MountVolume.MountDevice failed for volume "pvc-6194351b-3fd4-4f76-a1ec-2e5537709b86" : rpc error: code = Internal desc = an error (exit status 2) occurred while running ceph args: [rbd task add flatten kubernetes/csi-vol-271fdd03-c1b5-11ea-a1b3-7e6749822114 --id kubernetes --keyfile=stripped -m 10.8.0.14:6789,10.8.0.18:6789]

Madhu-1 commented 4 years ago

Please disable the other features for older rbd images than layering

ankitladhania commented 4 years ago

Any way to disable it at mass? cause I have 464 volumes to do this with.

Madhu-1 commented 4 years ago

Any way to disable it at mass? cause I have 464 volumes to do this with.

you need to write some script for it

ankitladhania commented 4 years ago

Thanks @Madhu-1, wrote a small script to do the same:

for vol in `rbd ls kubernetes`;
do
  echo "$pool";
  rbd feature disable kubernetes/$vol exclusive-lock, object-map, fast-diff, deep-flatten;
done

@Madhu-1 - can you tell me the reason why this happened? We should be promoting the images like this. My team read the code from the documentation that was provided, there could be a small mention of use "vx.x.x" for production.

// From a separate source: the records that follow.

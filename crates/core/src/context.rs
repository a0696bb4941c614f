//! Event-chain context types
//!
//! A chain is the run of events between two bounces. While it is open its
//! state lives in a [`ChainContext`]; when it commits the context is frozen
//! into an owned [`Bounce`] and handed to the callback.

use serde::{Deserialize, Serialize};
use std::cell::Cell;
use std::fmt;

/// Generation id of an event-chain
///
/// Strictly increasing per bouncer. Timer tasks and scoped handles capture
/// the id they were created for and do nothing once it is superseded.
#[derive(Debug, Clone, Copy, PartialEq, Eq, Hash, PartialOrd, Ord, Serialize, Deserialize)]
#[serde(transparent)]
pub struct ChainId(u64);

impl ChainId {
    pub(crate) const FIRST: ChainId = ChainId(1);

    pub(crate) fn next(self) -> ChainId {
        ChainId(self.0 + 1)
    }

    pub fn as_u64(&self) -> u64 {
        self.0
    }
}

impl fmt::Display for ChainId {
    fn fmt(&self, f: &mut fmt::Formatter<'_>) -> fmt::Result {
        write!(f, "chain-{}", self.0)
    }
}

/// Reason a chain was committed
#[derive(Debug, Clone, Copy, PartialEq, Eq, Hash, Serialize, Deserialize)]
#[serde(rename_all = "lowercase")]
pub enum Trigger {
    /// Quiet window elapsed
    Throttle,
    /// Max-delay deadline reached
    Debounce,
    /// Split requested by the control hook
    Control,
    /// Manual bounce
    Global,
}

impl fmt::Display for Trigger {
    fn fmt(&self, f: &mut fmt::Formatter<'_>) -> fmt::Result {
        let name = match self {
            Trigger::Throttle => "throttle",
            Trigger::Debounce => "debounce",
            Trigger::Control => "control",
            Trigger::Global => "global",
        };
        f.pad(name)
    }
}

/// Live state of the open chain, as seen by the control hook
#[derive(Debug)]
pub struct ChainContext<A, M> {
    chain_id: ChainId,
    call_count: usize,
    arguments: Option<Vec<A>>,
    meta: M,
}

impl<A, M: Default> ChainContext<A, M> {
    pub(crate) fn new(chain_id: ChainId) -> Self {
        Self {
            chain_id,
            call_count: 0,
            arguments: None,
            meta: M::default(),
        }
    }
}

impl<A, M> ChainContext<A, M> {
    pub fn chain_id(&self) -> ChainId {
        self.chain_id
    }

    /// Number of events accepted into this chain so far
    pub fn call_count(&self) -> usize {
        self.call_count
    }

    /// Arguments of the latest event, if any
    pub fn arguments(&self) -> Option<&[A]> {
        self.arguments.as_deref()
    }

    /// Caller-defined metadata aggregated over the chain
    pub fn meta(&self) -> &M {
        &self.meta
    }

    pub fn meta_mut(&mut self) -> &mut M {
        &mut self.meta
    }

    /// Record an event, returning the arguments it replaced
    pub(crate) fn record(&mut self, args: Vec<A>) -> Option<Vec<A>> {
        self.call_count += 1;
        self.arguments.replace(args)
    }

    /// Undo the latest `record`, handing back the event's arguments
    pub(crate) fn unrecord(&mut self, previous: Option<Vec<A>>) -> Option<Vec<A>> {
        self.call_count = self.call_count.saturating_sub(1);
        std::mem::replace(&mut self.arguments, previous)
    }

    pub(crate) fn freeze(self, trigger: Trigger) -> Bounce<A, M> {
        Bounce {
            chain_id: self.chain_id,
            trigger,
            call_count: self.call_count,
            arguments: self.arguments,
            meta: self.meta,
        }
    }
}

/// A committed chain
///
/// Owned by the callback; the bouncer keeps no reference to it.
#[derive(Debug, Clone, PartialEq, Eq, Serialize)]
pub struct Bounce<A, M = ()> {
    chain_id: ChainId,
    trigger: Trigger,
    call_count: usize,
    arguments: Option<Vec<A>>,
    meta: M,
}

impl<A, M> Bounce<A, M> {
    pub fn chain_id(&self) -> ChainId {
        self.chain_id
    }

    pub fn trigger(&self) -> Trigger {
        self.trigger
    }

    pub fn call_count(&self) -> usize {
        self.call_count
    }

    /// Arguments of the last event in the chain
    pub fn arguments(&self) -> Option<&[A]> {
        self.arguments.as_deref()
    }

    pub fn meta(&self) -> &M {
        &self.meta
    }

    pub fn into_arguments(self) -> Option<Vec<A>> {
        self.arguments
    }

    pub fn into_meta(self) -> M {
        self.meta
    }
}

/// Split capability handed to one control-hook invocation
///
/// Only one request is honoured per invocation. The hook borrows it, so it
/// cannot be kept and used against a later chain.
#[derive(Debug)]
pub struct Split {
    first_event: bool,
    requested: Cell<Option<bool>>,
}

impl Split {
    pub(crate) fn new(call_count: usize) -> Self {
        Self {
            first_event: call_count <= 1,
            requested: Cell::new(None),
        }
    }

    /// Ask the bouncer to commit the chain now
    ///
    /// With `include_current` the triggering event stays in the committed
    /// chain; without it the event is rolled back and replayed as the first
    /// event of the next chain. Returns `false` if a split was already
    /// requested in this invocation, or if excluding the current event would
    /// leave nothing to commit.
    ///
    /// Only the call count and arguments are rolled back when the event is
    /// excluded. The metadata is left as the hook leaves it, and the hook
    /// runs again for the replayed event in the next chain, so a hook that
    /// aggregates should skip the event once `request(false)` succeeds:
    ///
    /// ```ignore
    /// if is_boundary(ctx) && split.request(false) {
    ///     return; // counted when replayed into the next chain
    /// }
    /// ctx.meta_mut().insert(kind);
    /// ```
    pub fn request(&self, include_current: bool) -> bool {
        if self.requested.get().is_some() {
            return false;
        }
        if !include_current && self.first_event {
            return false;
        }
        self.requested.set(Some(include_current));
        true
    }

    pub(crate) fn requested(&self) -> Option<bool> {
        self.requested.get()
    }
}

Madhu-1 commented 4 years ago

My team read the code from the documentation that was provided, there could be a small mention of use "vx.x.x" for production.

This can happen if you don't provide the imagefeature=layering in storage-class, the image will get created with default options in ceph.

yangyongzhi7 commented 3 years ago

My team read the code from the documentation that was provided, there could be a small mention of use "vx.x.x" for production.

This can happen if you don't provide the imagefeature=layering in storage-class, the image will get created with default options in ceph.

Which version should I use for my production?

Madhu-1 commented 3 years ago

My team read the code from the documentation that was provided, there could be a small mention of use "vx.x.x" for production.

This can happen if you don't provide the imagefeature=layering in storage-class, the image will get created with default options in ceph.

Which version should I use for my production?

The latest release is always better if you refer https://github.com/ceph/ceph-csi/releases for the latest releases

yangyongzhi7 commented 3 years ago

My team read the code from the documentation that was provided, there could be a small mention of use "vx.x.x" for production.

This can happen if you don't provide the imagefeature=layering in storage-class, the image will get created with default options in ceph.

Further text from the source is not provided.